The third risk we now face is the most exasperating: the coming catcalls from the moronic Tea Party simians who will undoubtedly (and illiterately) gloat about our late-hour conversion from orthodox Obamaphilia. With this column I imagine my email inbox will soon be chockablock with lovely missives like, "hey, moran! I couldsa tolt y'all that dangity Obama was a commernist 2 hole yeers agoo!! Ima gessin I must be a hole lott smarter then yew with yore big smarty pants kollige words!! Hyuk hyuk hyuk!! Tea Party git r dun!!"
The irony of such sentiment is that it proves just how desperately the current conservative movement is in need of intellectual heft -- precisely the kind of intellectual heft that thinkers like Frum, Brooks, Parker, Noonan and myself can offer, now that we are no longer exclusively devoting that heft in the service of Mr Obama. No less than the future of the conservatism is at stake, and its adherents face a stark choice: the lowbrow lunacy of Palinism, or the Ivy-honed judgment of those of us who are keenly attuned to the shifting trends of politics?

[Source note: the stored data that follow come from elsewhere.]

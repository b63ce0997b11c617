//! Shared constants for the station

use std::time::Duration;

/// Sensor polling period. DHT11-class sensors cannot be read faster than every ~2s.
pub const DEFAULT_SAMPLE_PERIOD: Duration = Duration::from_secs(2);

/// Periodic log interval (10 minutes)
pub const DEFAULT_LOG_INTERVAL: Duration = Duration::from_secs(600);

/// Display refresh period
pub const DEFAULT_DISPLAY_REFRESH: Duration = Duration::from_secs(1);

/// Width of the monochrome display raster in pixels
pub const DISPLAY_WIDTH: usize = 128;

/// Height of the monochrome display raster in pixels
pub const DISPLAY_HEIGHT: usize = 64;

The dimwitted Tea Partyists will of course attempt to make great hay of their premature, if annoyingly correct, warnings about the President; they will likewise seek to brand those of us who had a brief meaningless fling with him as political trollops, half suggesting we commit a guilt-ridden harpoon harakiri like my ancestor's jilted admirer. But in the end conservatives must ask ourselves: shall we be led by the blind pig who occasionally stumbles on a truffle, or the gifted (if fashionably late) Cordon Bleu-trained chef who knows how to whip it into an intoxicating soup?
I would hasten to add that as former devotees and dinner guests of the President, we enjoy unique status as conservatives with an ear at the White House. Case in point: after his golf game Mr. Obama returned my call. While he did not offer financial assistance in cleaning Die Walküre, he showed keen interest in obtaining a copy of Kloonkie's 2007 EU economic plan!